#### RECORDED INFORMATION:
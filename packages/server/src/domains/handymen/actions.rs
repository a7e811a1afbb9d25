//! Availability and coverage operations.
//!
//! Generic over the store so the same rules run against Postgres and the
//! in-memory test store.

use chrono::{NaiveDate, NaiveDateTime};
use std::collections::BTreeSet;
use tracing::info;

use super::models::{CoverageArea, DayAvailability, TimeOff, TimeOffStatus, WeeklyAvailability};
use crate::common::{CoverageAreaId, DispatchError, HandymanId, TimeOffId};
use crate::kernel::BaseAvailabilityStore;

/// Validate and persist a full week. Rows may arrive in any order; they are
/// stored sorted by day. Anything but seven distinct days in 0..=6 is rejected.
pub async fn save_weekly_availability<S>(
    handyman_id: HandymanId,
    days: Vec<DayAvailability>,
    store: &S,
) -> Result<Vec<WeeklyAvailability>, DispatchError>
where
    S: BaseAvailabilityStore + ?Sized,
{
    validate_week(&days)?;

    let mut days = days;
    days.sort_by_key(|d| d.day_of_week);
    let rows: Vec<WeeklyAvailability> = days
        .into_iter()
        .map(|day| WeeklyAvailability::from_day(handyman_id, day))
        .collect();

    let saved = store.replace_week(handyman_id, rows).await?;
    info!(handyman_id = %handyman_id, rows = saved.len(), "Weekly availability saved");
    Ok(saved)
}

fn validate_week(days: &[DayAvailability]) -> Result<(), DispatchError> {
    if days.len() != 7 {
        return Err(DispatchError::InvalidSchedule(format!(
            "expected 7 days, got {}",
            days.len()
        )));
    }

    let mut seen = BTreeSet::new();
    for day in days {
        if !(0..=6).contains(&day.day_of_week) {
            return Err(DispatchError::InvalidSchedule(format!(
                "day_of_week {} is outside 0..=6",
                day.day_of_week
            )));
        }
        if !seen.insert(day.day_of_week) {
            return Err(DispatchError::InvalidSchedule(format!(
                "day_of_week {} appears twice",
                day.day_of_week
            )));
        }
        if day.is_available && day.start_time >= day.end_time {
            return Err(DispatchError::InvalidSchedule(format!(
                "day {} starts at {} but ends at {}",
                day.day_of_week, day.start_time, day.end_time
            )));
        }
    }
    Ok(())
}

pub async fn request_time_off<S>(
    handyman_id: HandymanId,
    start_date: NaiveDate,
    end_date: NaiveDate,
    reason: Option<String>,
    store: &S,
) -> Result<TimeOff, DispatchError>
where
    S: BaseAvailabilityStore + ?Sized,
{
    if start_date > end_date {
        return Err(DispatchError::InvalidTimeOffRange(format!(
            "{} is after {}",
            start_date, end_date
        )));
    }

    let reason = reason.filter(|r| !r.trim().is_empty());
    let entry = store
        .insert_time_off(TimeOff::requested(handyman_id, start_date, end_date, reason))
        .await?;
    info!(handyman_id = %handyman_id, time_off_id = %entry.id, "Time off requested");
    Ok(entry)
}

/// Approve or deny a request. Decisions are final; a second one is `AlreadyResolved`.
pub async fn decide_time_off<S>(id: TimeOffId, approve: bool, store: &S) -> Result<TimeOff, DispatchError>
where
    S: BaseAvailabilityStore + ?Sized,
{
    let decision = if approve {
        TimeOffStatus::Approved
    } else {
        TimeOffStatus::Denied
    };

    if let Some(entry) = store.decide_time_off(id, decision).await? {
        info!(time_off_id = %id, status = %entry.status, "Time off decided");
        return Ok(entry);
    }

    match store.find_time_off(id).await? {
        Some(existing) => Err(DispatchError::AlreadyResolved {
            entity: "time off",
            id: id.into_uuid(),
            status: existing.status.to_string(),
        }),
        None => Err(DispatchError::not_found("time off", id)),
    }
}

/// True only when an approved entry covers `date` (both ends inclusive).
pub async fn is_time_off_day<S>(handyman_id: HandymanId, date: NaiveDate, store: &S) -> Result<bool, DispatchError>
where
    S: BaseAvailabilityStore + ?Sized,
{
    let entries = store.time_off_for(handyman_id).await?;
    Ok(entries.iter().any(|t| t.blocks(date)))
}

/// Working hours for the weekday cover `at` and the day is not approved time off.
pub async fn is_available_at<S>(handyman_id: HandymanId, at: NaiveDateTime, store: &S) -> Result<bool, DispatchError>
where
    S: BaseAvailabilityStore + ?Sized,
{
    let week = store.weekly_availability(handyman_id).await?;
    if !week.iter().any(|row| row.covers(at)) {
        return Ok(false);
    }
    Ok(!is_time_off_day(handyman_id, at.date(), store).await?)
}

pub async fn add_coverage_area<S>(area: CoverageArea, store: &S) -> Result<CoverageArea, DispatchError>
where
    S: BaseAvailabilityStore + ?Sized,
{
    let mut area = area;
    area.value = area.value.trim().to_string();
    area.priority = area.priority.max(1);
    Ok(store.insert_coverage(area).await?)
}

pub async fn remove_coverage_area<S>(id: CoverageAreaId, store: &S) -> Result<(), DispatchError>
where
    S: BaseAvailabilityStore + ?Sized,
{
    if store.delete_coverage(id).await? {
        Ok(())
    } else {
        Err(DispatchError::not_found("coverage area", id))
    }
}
...
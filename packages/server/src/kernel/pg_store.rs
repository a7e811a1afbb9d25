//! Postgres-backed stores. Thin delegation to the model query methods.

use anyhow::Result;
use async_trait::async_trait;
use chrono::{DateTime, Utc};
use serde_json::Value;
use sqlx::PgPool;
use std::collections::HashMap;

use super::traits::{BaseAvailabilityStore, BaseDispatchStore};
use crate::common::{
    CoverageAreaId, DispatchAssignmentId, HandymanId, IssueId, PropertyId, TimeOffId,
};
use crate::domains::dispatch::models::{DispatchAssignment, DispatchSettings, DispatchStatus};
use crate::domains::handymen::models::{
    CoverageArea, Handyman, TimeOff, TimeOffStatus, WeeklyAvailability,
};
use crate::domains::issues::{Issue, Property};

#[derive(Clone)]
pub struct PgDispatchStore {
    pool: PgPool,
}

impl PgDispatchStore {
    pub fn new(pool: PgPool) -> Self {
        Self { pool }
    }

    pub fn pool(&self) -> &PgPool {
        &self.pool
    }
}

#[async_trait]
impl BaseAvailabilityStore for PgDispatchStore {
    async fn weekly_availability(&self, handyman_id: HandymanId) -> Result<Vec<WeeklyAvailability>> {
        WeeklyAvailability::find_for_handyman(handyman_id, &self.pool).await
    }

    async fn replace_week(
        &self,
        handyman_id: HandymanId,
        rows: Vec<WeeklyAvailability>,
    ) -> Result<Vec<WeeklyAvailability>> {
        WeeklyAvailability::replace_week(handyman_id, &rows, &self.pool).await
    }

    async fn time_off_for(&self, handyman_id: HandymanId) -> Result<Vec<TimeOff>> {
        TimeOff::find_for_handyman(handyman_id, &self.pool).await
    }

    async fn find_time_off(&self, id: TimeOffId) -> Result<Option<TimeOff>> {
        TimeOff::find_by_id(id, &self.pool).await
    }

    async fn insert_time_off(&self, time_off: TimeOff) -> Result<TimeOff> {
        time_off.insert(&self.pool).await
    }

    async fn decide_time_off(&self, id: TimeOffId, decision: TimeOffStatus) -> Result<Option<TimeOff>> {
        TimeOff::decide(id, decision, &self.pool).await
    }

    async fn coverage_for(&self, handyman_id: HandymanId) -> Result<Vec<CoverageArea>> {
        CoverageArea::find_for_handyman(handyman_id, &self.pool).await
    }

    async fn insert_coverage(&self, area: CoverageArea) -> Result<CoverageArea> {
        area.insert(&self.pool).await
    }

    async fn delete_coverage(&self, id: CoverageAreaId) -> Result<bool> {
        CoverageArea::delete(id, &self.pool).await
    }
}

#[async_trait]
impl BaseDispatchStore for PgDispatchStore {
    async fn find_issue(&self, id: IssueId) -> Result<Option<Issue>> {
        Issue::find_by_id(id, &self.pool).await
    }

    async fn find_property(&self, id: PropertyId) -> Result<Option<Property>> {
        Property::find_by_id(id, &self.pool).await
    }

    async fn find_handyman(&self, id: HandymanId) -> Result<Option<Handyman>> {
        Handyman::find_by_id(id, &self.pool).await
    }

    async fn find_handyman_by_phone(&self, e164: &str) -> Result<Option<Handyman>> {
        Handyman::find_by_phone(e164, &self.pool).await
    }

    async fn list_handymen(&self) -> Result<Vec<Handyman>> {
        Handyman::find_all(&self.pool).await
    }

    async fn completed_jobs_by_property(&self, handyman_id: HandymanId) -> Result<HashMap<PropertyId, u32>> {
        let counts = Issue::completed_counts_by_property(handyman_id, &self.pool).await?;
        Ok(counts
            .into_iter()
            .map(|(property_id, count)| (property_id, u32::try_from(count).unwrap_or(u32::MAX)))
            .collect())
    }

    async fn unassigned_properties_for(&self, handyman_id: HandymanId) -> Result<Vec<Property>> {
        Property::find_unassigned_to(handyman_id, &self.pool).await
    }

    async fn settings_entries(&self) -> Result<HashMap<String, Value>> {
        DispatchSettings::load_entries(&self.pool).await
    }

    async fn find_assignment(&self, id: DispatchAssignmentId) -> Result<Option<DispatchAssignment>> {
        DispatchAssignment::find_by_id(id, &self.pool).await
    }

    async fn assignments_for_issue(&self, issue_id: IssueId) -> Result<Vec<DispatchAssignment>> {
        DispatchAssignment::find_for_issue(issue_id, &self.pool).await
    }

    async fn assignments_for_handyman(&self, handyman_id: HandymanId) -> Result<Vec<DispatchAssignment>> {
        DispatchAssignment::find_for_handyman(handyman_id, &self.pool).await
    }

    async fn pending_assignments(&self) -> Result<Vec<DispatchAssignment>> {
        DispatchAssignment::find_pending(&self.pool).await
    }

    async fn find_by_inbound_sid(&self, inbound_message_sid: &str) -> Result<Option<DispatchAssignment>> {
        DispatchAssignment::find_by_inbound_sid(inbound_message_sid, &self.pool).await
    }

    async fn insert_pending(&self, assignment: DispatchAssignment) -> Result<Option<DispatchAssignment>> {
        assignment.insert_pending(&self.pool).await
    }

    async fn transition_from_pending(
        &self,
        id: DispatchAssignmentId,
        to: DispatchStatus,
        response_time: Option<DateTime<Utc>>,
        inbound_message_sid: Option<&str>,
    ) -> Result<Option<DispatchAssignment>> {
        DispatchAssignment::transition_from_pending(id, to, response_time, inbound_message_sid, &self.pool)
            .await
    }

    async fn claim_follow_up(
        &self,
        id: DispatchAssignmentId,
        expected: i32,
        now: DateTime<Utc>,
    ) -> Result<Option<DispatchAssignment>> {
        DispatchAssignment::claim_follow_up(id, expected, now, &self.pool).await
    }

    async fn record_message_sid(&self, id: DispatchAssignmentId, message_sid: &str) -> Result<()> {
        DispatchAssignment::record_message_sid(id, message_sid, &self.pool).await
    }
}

#### WORK REQUIRED:
Among the lines above, return those that hold the word "Postgres".

#### THE ANSWER:
//! Generic over the store so the same rules run against Postgres and the
//! Postgres-backed stores. Thin delegation to the model query methods.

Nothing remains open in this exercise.